For the records below, tally every line that has the word "exit" and reply with the number alone.

(Items from a data source)
····················

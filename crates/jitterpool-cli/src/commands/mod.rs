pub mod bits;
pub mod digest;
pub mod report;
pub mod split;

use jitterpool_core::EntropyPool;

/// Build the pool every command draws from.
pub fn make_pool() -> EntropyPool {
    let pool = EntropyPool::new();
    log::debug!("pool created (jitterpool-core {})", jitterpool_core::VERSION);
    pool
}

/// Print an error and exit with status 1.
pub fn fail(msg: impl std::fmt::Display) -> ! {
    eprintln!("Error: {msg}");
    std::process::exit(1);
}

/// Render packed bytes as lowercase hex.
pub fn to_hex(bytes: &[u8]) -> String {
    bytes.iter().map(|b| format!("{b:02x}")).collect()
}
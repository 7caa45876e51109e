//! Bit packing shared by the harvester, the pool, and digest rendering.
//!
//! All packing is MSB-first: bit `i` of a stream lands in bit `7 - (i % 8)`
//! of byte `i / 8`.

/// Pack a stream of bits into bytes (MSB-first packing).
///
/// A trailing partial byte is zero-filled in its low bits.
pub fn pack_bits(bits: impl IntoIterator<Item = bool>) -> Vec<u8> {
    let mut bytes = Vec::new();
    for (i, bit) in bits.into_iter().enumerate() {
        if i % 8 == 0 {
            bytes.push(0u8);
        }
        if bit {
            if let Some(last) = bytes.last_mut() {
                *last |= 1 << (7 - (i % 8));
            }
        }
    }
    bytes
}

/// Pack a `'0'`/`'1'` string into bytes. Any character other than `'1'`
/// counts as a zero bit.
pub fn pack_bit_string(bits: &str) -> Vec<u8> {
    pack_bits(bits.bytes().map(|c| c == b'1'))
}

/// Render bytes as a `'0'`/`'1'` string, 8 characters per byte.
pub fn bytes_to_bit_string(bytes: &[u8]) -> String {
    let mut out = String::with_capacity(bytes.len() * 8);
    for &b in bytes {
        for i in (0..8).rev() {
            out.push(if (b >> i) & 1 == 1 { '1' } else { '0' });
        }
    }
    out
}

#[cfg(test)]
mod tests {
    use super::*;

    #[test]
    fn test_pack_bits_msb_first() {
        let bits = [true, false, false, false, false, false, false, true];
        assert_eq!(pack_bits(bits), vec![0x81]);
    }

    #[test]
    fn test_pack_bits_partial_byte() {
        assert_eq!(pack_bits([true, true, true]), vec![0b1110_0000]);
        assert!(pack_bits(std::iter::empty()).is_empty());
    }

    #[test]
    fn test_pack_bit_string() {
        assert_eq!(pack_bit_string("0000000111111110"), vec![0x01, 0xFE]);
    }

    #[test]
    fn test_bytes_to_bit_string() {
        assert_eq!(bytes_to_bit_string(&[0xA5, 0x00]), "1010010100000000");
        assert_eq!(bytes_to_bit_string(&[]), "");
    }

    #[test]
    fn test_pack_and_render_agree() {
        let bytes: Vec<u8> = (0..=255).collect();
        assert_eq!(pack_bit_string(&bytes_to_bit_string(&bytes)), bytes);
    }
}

····················

— RESULT FOR THIS TASK —
2